B. With small roundish central cavities or hila.
(a) With a perceptible laminated formation.
3. Very large, rough grains, deformed as it were.
4. Ovoid granules.
5. Mussel-like granules.
6. Almost triangular.
(b) With an indistinct or deficient lamellated formation.
7. Rounded-off polyhedric grains.
8. Sharp-edged, polyhedric, very small grains.
(c) With an elongated central cavity.
9. Roundish or oval grains, in a dry condition, generally showing a star-like cleft in the inner layers.
(d) Perfectly hollow, apparently cup-like grains.
10. Very marked in the rhizome of Iris florentina and in kindred species.
2. Flatly compressed lenticular granules.
11. Sometimes with, sometimes without, a decided lamellated formation; sometimes with a central, or eccentric, or less rounded, or more elongated, or radiated torn-up cavity or hilum.
3. Perfectly flat discs.
12. With more distinct lamellae, in which it is, however, at times doubtful whether they pass entirely around or are only menisci laid over one another.
4. Elongated grains.
13. With an elongated central cavity in the milk-juice of the indigenous and a few of the tropical Euphorbiaceae.
5. Very irregular grains.
14. In the milky juice of many tropical Euphorbiaceae.
III. Compound Granules.
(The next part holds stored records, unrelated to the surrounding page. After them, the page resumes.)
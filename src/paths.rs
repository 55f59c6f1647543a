use std::path::{Component, Path, PathBuf};

use crate::config::DEFAULT_PLAN_ROOT;
use crate::error::{Result, SharkError};
use crate::keys;
use crate::model::{Epic, Feature};

pub const EPIC_FILE: &str = "epic.md";
pub const FEATURE_FILE: &str = "feature.md";
pub const TASKS_DIR: &str = "tasks";

fn reject(path: &str, reason: &str) -> SharkError {
    SharkError::InvalidFolderPath {
        path: path.to_string(),
        reason: reason.to_string(),
    }
}

/// Lexically fold `.` components; `..` never survives to this point.
fn normalize(path: &Path) -> PathBuf {
    path.components()
        .filter(|c| !matches!(c, Component::CurDir))
        .collect()
}

/// Validate a user-supplied custom folder path. Rejects empty input,
/// absolute paths, `..` components, and anything that would normalize to a
/// location outside the project root.
pub fn validate_custom_folder_path(project_root: &Path, raw: &str) -> Result<PathBuf> {
    if raw.trim().is_empty() {
        return Err(reject(raw, "must not be empty"));
    }
    let path = Path::new(raw);
    if path.is_absolute() || raw.starts_with('/') {
        return Err(reject(raw, "must be relative to the project root"));
    }
    if path
        .components()
        .any(|c| matches!(c, Component::ParentDir))
    {
        return Err(reject(raw, "must not contain '..'"));
    }
    let resolved = normalize(&project_root.join(path));
    if !resolved.starts_with(normalize(project_root)) {
        return Err(reject(raw, "outside project"));
    }
    Ok(normalize(path))
}

/// Directory holding an epic's file, relative to the project root.
///
/// A custom folder path on the epic relocates the subtree; the epic key is
/// appended as the canonical subfolder either way.
pub fn epic_dir(project_root: &Path, epic: &Epic) -> Result<PathBuf> {
    let base = match &epic.custom_folder_path {
        Some(custom) => validate_custom_folder_path(project_root, custom)?,
        None => PathBuf::from(DEFAULT_PLAN_ROOT),
    };
    Ok(base.join(&epic.key))
}

/// Canonical epic file location (project-root relative). An explicit
/// filename override wins verbatim.
pub fn epic_file_path(
    project_root: &Path,
    epic: &Epic,
    explicit: Option<&str>,
) -> Result<PathBuf> {
    if let Some(name) = explicit.filter(|n| !n.is_empty()) {
        return Ok(PathBuf::from(name));
    }
    Ok(epic_dir(project_root, epic)?.join(EPIC_FILE))
}

/// Directory holding a feature's file.
///
/// Precedence: the feature's own custom folder path, then the epic's stored
/// file location (so slug-decorated directories on disk keep winning over
/// key reconstruction), then the epic's custom folder path, then the
/// default layout.
pub fn feature_dir(project_root: &Path, epic: &Epic, feature: &Feature) -> Result<PathBuf> {
    if let Some(custom) = &feature.custom_folder_path {
        let base = validate_custom_folder_path(project_root, custom)?;
        return Ok(base.join(&feature.key));
    }
    if let Some(stored) = &epic.file_path {
        let epic_file = PathBuf::from(stored);
        if let Some(parent) = epic_file.parent() {
            return Ok(parent.join(&feature.key));
        }
    }
    Ok(epic_dir(project_root, epic)?.join(&feature.key))
}

pub fn feature_file_path(
    project_root: &Path,
    epic: &Epic,
    feature: &Feature,
    explicit: Option<&str>,
) -> Result<PathBuf> {
    if let Some(name) = explicit.filter(|n| !n.is_empty()) {
        return Ok(PathBuf::from(name));
    }
    Ok(feature_dir(project_root, epic, feature)?.join(FEATURE_FILE))
}

/// Directory holding a feature's task files. Derived from the feature's
/// stored file location when present, never reconstructed from keys alone.
pub fn task_dir(project_root: &Path, epic: &Epic, feature: &Feature) -> Result<PathBuf> {
    if let Some(stored) = &feature.file_path {
        let feature_file = PathBuf::from(stored);
        if let Some(parent) = feature_file.parent() {
            return Ok(parent.join(TASKS_DIR));
        }
    }
    Ok(feature_dir(project_root, epic, feature)?.join(TASKS_DIR))
}

pub fn task_file_path(
    project_root: &Path,
    epic: &Epic,
    feature: &Feature,
    task_key: &str,
    title: &str,
    explicit: Option<&str>,
) -> Result<PathBuf> {
    if let Some(name) = explicit.filter(|n| !n.is_empty()) {
        return Ok(PathBuf::from(name));
    }
    Ok(task_dir(project_root, epic, feature)?.join(keys::filename_for(task_key, title)))
}

/// Absolute location for filesystem I/O.
pub fn absolute(project_root: &Path, relative: &Path) -> PathBuf {
    if relative.is_absolute() {
        relative.to_path_buf()
    } else {
        project_root.join(relative)
    }
}

#[cfg(test)]
mod tests {
    use super::*;
    use chrono::Utc;

    fn epic(key: &str, custom: Option<&str>, file_path: Option<&str>) -> Epic {
        let now = Utc::now();
        Epic {
            id: 1,
            key: key.into(),
            slug: "epic".into(),
            title: "Epic".into(),
            description: None,
            status: "todo".into(),
            priority: 5,
            archived: false,
            custom_folder_path: custom.map(Into::into),
            file_path: file_path.map(Into::into),
            created_at: now,
            updated_at: now,
        }
    }

    fn feature(key: &str, custom: Option<&str>, file_path: Option<&str>) -> Feature {
        let now = Utc::now();
        Feature {
            id: 1,
            epic_id: 1,
            key: key.into(),
            slug: "feature".into(),
            title: "Feature".into(),
            description: None,
            status: "todo".into(),
            priority: 5,
            progress_pct: 0.0,
            execution_order: None,
            archived: false,
            custom_folder_path: custom.map(Into::into),
            file_path: file_path.map(Into::into),
            created_at: now,
            updated_at: now,
        }
    }

    fn root() -> PathBuf {
        PathBuf::from("/project")
    }

    #[test]
    fn custom_path_rejections() {
        let root = root();
        assert!(validate_custom_folder_path(&root, "").is_err());
        assert!(validate_custom_folder_path(&root, "   ").is_err());
        assert!(validate_custom_folder_path(&root, "/etc/docs").is_err());
        assert!(validate_custom_folder_path(&root, "../outside").is_err());
        assert!(validate_custom_folder_path(&root, "docs/../../up").is_err());
        assert!(validate_custom_folder_path(&root, "docs/roadmap").is_ok());
        assert!(validate_custom_folder_path(&root, "./docs/roadmap").is_ok());
    }

    #[test]
    fn default_layout() {
        let root = root();
        let e = epic("E01", None, None);
        assert_eq!(
            epic_file_path(&root, &e, None).unwrap(),
            PathBuf::from("docs/plan/E01/epic.md")
        );
        let f = feature("E01-F01", None, None);
        assert_eq!(
            feature_file_path(&root, &e, &f, None).unwrap(),
            PathBuf::from("docs/plan/E01/E01-F01/feature.md")
        );
        assert_eq!(
            task_file_path(&root, &e, &f, "T-E01-F01-001", "Build login form", None).unwrap(),
            PathBuf::from("docs/plan/E01/E01-F01/tasks/T-E01-F01-001-build-login-form.md")
        );
    }

    #[test]
    fn epic_custom_folder_relocates_descendants() {
        let root = root();
        let e = epic("E02", Some("docs/roadmap/2025-q1"), None);
        let f = feature("E02-F01", None, None);
        assert_eq!(
            feature_file_path(&root, &e, &f, None).unwrap(),
            PathBuf::from("docs/roadmap/2025-q1/E02/E02-F01/feature.md")
        );
        assert_eq!(
            task_file_path(&root, &e, &f, "T-E02-F01-001", "", None).unwrap(),
            PathBuf::from("docs/roadmap/2025-q1/E02/E02-F01/tasks/T-E02-F01-001.md")
        );
    }

    #[test]
    fn feature_custom_folder_beats_epic_custom() {
        let root = root();
        let e = epic("E02", Some("docs/roadmap"), None);
        let f = feature("E02-F01", Some("docs/special"), None);
        assert_eq!(
            feature_file_path(&root, &e, &f, None).unwrap(),
            PathBuf::from("docs/special/E02-F01/feature.md")
        );
    }

    #[test]
    fn stored_parent_file_path_wins_over_key_reconstruction() {
        let root = root();
        // Feature lives under a slug-decorated epic directory on disk while
        // custom_folder_path is null; the stored file_path must drive
        // descendant resolution.
        let e = epic(
            "E10",
            None,
            Some("docs/plan/E10-advanced-analytics/epic.md"),
        );
        let f = feature(
            "E10-F01",
            None,
            Some("docs/plan/E10-advanced-analytics/E10-F01/feature.md"),
        );
        assert_eq!(
            feature_dir(&root, &e, &f).unwrap(),
            PathBuf::from("docs/plan/E10-advanced-analytics/E10-F01")
        );
        assert_eq!(
            task_file_path(&root, &e, &f, "T-E10-F01-001", "", None).unwrap(),
            PathBuf::from("docs/plan/E10-advanced-analytics/E10-F01/tasks/T-E10-F01-001.md")
        );
    }

    #[test]
    fn explicit_filename_wins_verbatim() {
        let root = root();
        let e = epic("E01", None, None);
        let f = feature("E01-F01", None, None);
        assert_eq!(
            task_file_path(
                &root,
                &e,
                &f,
                "T-E01-F01-001",
                "whatever",
                Some("notes/custom-task.md")
            )
            .unwrap(),
            PathBuf::from("notes/custom-task.md")
        );
    }

    #[test]
    fn resolved_paths_stay_inside_project_root() {
        let root = root();
        let e = epic("E03", Some("docs/nested/deep"), None);
        let f = feature("E03-F01", None, None);
        let rel = task_file_path(&root, &e, &f, "T-E03-F01-001", "x", None).unwrap();
        let abs = absolute(&root, &rel);
        assert!(abs.starts_with(&root));
    }
}
use chrono::{DateTime, Utc};

use crate::error::Result;
use crate::frontmatter::Frontmatter;
use crate::model::{self, RelationKind};
use crate::output::{self, Format};
use crate::store::tasks::{NewTask, TaskPatch};
use crate::store::{StatusChange, TaskFilter};

use super::epic::Ctx;

#[allow(clippy::too_many_arguments)]
pub fn create(
    ctx: &Ctx<'_>,
    feature_key: &str,
    title: &str,
    description: Option<&str>,
    priority: Option<&str>,
    agent_type: Option<&str>,
    execution_order: Option<i64>,
    filename: Option<&str>,
) -> Result<()> {
    let workflow = ctx.config.workflow()?;
    let priority = priority.map(model::parse_priority).transpose()?;
    let task = ctx.with_store(|store| {
        store.create_task(
            &workflow,
            feature_key,
            NewTask {
                title: title.to_string(),
                description: description.map(str::to_string),
                priority,
                agent_type: agent_type.map(str::to_string),
                execution_order,
                explicit_filename: filename.map(str::to_string),
                agent: ctx.config.default_agent.clone(),
            },
        )
    })?;
    if let Some(file_path) = &task.file_path {
        super::write_entity_file(
            ctx.root,
            file_path,
            Frontmatter::for_task(&task, vec![]),
            &task.title,
        )?;
    }
    output::print_task(&task, &workflow, ctx.format)
}

pub fn get(ctx: &Ctx<'_>, key: &str, history: bool) -> Result<()> {
    let workflow = ctx.config.workflow()?;
    ctx.with_store(|store| {
        let task = store.get_task_by_key(key)?;
        output::print_task(&task, &workflow, ctx.format)?;
        if history {
            let entries = store.list_history(task.id)?;
            output::print_history(&entries, ctx.format)?;
        }
        Ok(())
    })
}

#[allow(clippy::too_many_arguments)]
pub fn list(
    ctx: &Ctx<'_>,
    status: Option<&str>,
    epic: Option<&str>,
    feature: Option<&str>,
    agent_type: Option<&str>,
    assigned_agent: Option<&str>,
    order_min: Option<i64>,
    order_max: Option<i64>,
    completed_after: Option<DateTime<Utc>>,
    completed_before: Option<DateTime<Utc>>,
    all: bool,
) -> Result<()> {
    let workflow = ctx.config.workflow()?;
    let status = status
        .map(|s| model::resolve_status(&workflow, s))
        .transpose()?;
    let filter = TaskFilter {
        status,
        epic_key: epic.map(str::to_string),
        feature_key: feature.map(str::to_string),
        agent_type: agent_type.map(str::to_string),
        assigned_agent: assigned_agent.map(str::to_string),
        execution_order_min: order_min,
        execution_order_max: order_max,
        include_archived: all,
        completed_after,
        completed_before,
    };
    ctx.with_store(|store| {
        let tasks = store.list_tasks(&filter)?;
        output::print_tasks(&tasks, &workflow, ctx.format)
    })
}

#[allow(clippy::too_many_arguments)]
pub fn update(
    ctx: &Ctx<'_>,
    key: &str,
    title: Option<&str>,
    description: Option<&str>,
    priority: Option<&str>,
    agent_type: Option<&str>,
    assigned_agent: Option<&str>,
    execution_order: Option<i64>,
    context_data: Option<&str>,
    files_changed: Option<&str>,
) -> Result<()> {
    let workflow = ctx.config.workflow()?;
    let priority = priority.map(model::parse_priority).transpose()?;
    let task = ctx.with_store(|store| {
        store.update_task(
            key,
            TaskPatch {
                title: title.map(str::to_string),
                description: description.map(|d| Some(d.to_string())),
                priority,
                agent_type: agent_type.map(|a| Some(a.to_string())),
                assigned_agent: assigned_agent.map(|a| Some(a.to_string())),
                execution_order: execution_order.map(Some),
                context_data: context_data.map(|c| Some(c.to_string())),
                files_changed: files_changed.map(|f| Some(f.to_string())),
                ..Default::default()
            },
        )
    })?;
    output::print_task(&task, &workflow, ctx.format)
}

pub fn delete(ctx: &Ctx<'_>, key: &str) -> Result<()> {
    ctx.with_store(|store| store.delete_task(key))?;
    match ctx.format {
        Format::Json => println!("{}", serde_json::json!({"deleted": key})),
        _ => println!("deleted {key}"),
    }
    Ok(())
}

pub fn archive(ctx: &Ctx<'_>, key: &str, unarchive: bool) -> Result<()> {
    let workflow = ctx.config.workflow()?;
    let task = ctx.with_store(|store| {
        store.update_task(
            key,
            TaskPatch {
                archived: Some(!unarchive),
                ..Default::default()
            },
        )
    })?;
    output::print_task(&task, &workflow, ctx.format)
}

/// Options shared by the task-state verbs.
#[derive(Debug, Default, Clone)]
pub struct VerbArgs<'a> {
    pub agent: Option<&'a str>,
    pub notes: Option<&'a str>,
    pub reason: Option<&'a str>,
    pub force: bool,
}

/// Run a workflow verb: the target status comes from the `status_verbs`
/// config mapping, never from code.
pub fn verb(ctx: &Ctx<'_>, verb: &str, key: &str, args: VerbArgs<'_>) -> Result<()> {
    let workflow = ctx.config.workflow()?;
    let target = workflow.verb_target(verb)?.to_string();
    let agent = ctx.config.agent_or_default(args.agent);
    let starting = verb == "start";
    let reopening = verb == "reopen";
    let blocking = verb == "block";

    let task = ctx.with_store(|store| {
        let task = store.update_status(
            &workflow,
            key,
            StatusChange {
                new_status: &target,
                agent,
                notes: args.notes,
                rejection_reason: reopening.then_some(args.reason).flatten(),
                blocked_reason: blocking.then_some(args.reason).flatten(),
                assign_agent: starting.then_some(agent).flatten(),
                forced: args.force,
            },
        )?;
        if starting {
            store.open_work_session(key, agent)?;
        }
        store.recompute_feature_progress(&workflow, task.feature_id)?;
        Ok(task)
    })?;
    output::print_task(&task, &workflow, ctx.format)
}

/// Direct status write for statuses no verb maps to (custom workflows,
/// migrations). Honors the same workflow checks and history contract.
pub fn set_status(
    ctx: &Ctx<'_>,
    key: &str,
    status: &str,
    args: VerbArgs<'_>,
) -> Result<()> {
    let workflow = ctx.config.workflow()?;
    let status = model::resolve_status(&workflow, status)?;
    let agent = ctx.config.agent_or_default(args.agent);
    let task = ctx.with_store(|store| {
        let task = store.update_status(
            &workflow,
            key,
            StatusChange {
                new_status: &status,
                agent,
                notes: args.notes,
                rejection_reason: None,
                blocked_reason: args.reason,
                assign_agent: None,
                forced: args.force,
            },
        )?;
        store.recompute_feature_progress(&workflow, task.feature_id)?;
        Ok(task)
    })?;
    output::print_task(&task, &workflow, ctx.format)
}

// ---------------------------------------------------------------------------
// Notes, criteria, relationships, sessions
// ---------------------------------------------------------------------------

pub fn note_add(ctx: &Ctx<'_>, key: &str, body: &str, author: Option<&str>) -> Result<()> {
    let author = ctx.config.agent_or_default(author);
    let note = ctx.with_store(|store| store.add_note(key, author, body))?;
    match ctx.format {
        Format::Json => output::print_json(&note),
        _ => {
            println!("note {} added to {key}", note.id);
            Ok(())
        }
    }
}

pub fn note_list(ctx: &Ctx<'_>, key: &str) -> Result<()> {
    let notes = ctx.with_store(|store| store.list_notes(key))?;
    match ctx.format {
        Format::Json => output::print_json(&notes),
        _ => {
            for note in notes {
                let author = note.author.as_deref().unwrap_or("-");
                println!("[{}] {}: {}", note.created_at.to_rfc3339(), author, note.body);
            }
            Ok(())
        }
    }
}

pub fn criterion_add(ctx: &Ctx<'_>, key: &str, description: &str) -> Result<()> {
    let criterion = ctx.with_store(|store| store.add_criterion(key, description))?;
    match ctx.format {
        Format::Json => output::print_json(&criterion),
        _ => {
            println!("criterion {} added to {key}", criterion.id);
            Ok(())
        }
    }
}

pub fn criterion_list(ctx: &Ctx<'_>, key: &str) -> Result<()> {
    let criteria = ctx.with_store(|store| store.list_criteria(key))?;
    match ctx.format {
        Format::Json => output::print_json(&criteria),
        _ => {
            for criterion in criteria {
                let mark = if criterion.met { "x" } else { " " };
                println!("[{mark}] {} {}", criterion.id, criterion.description);
            }
            Ok(())
        }
    }
}

pub fn criterion_check(ctx: &Ctx<'_>, id: i64, unmet: bool) -> Result<()> {
    ctx.with_store(|store| store.set_criterion_met(id, !unmet))?;
    match ctx.format {
        Format::Json => println!("{}", serde_json::json!({"criterion": id, "met": !unmet})),
        _ => println!("criterion {id} {}", if unmet { "unchecked" } else { "checked" }),
    }
    Ok(())
}

pub fn link(ctx: &Ctx<'_>, from: &str, to: &str, kind: RelationKind) -> Result<()> {
    let rel = ctx.with_store(|store| store.add_relationship(from, to, kind))?;
    match ctx.format {
        Format::Json => output::print_json(&rel),
        _ => {
            println!("{from} {kind} {to}");
            Ok(())
        }
    }
}

pub fn unlink(ctx: &Ctx<'_>, from: &str, to: &str, kind: RelationKind) -> Result<()> {
    ctx.with_store(|store| store.remove_relationship(from, to, kind))?;
    match ctx.format {
        Format::Json => println!("{}", serde_json::json!({"unlinked": [from, to]})),
        _ => println!("unlinked {from} {kind} {to}"),
    }
    Ok(())
}

pub fn links(ctx: &Ctx<'_>, key: &str) -> Result<()> {
    let (rels, unmet) = ctx.with_store(|store| {
        let workflow = ctx.config.workflow()?;
        let task = store.get_task_by_key(key)?;
        Ok((
            store.list_relationships(task.id)?,
            store.unmet_dependencies(&workflow, task.id)?,
        ))
    })?;
    match ctx.format {
        Format::Json => {
            println!(
                "{}",
                serde_json::json!({"relationships": rels, "unmet_dependencies": unmet})
            );
            Ok(())
        }
        _ => {
            for rel in rels {
                println!("{} -> {} ({})", rel.from_task_id, rel.to_task_id, rel.kind);
            }
            if !unmet.is_empty() {
                println!("unmet dependencies: {}", unmet.join(", "));
            }
            Ok(())
        }
    }
}

pub fn sessions(ctx: &Ctx<'_>, key: &str) -> Result<()> {
    let sessions = ctx.with_store(|store| store.list_work_sessions(key))?;
    match ctx.format {
        Format::Json => output::print_json(&sessions),
        _ => {
            for s in sessions {
                let agent = s.agent.as_deref().unwrap_or("-");
                let ended = s
                    .ended_at
                    .map(|t| t.to_rfc3339())
                    .unwrap_or_else(|| "open".into());
                println!("{} {agent} {} -> {ended}", s.id, s.started_at.to_rfc3339());
            }
            Ok(())
        }
    }
}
Here we find a simple grain as an exception in the plant or part of the plant.
1. The separate grains in the compound grains without evident central cavity or hilum.
15. Compounded according to the simplest types in 2, 3, or 4.
16. Generally arranged regularly, seldom irregularly, and composed of from 2 to 6.
2. The separate grains in the compound grain having a distinct central cavity or hilum.
(a) All the parts of the grains of nearly the same size.
17. United according to simple types from 2 to 4. The central cavity or hilum small and roundish.
18. Combined according to simple types from 2 to 4. The central cavity or hilum large and very beautiful, opened in a star-like form.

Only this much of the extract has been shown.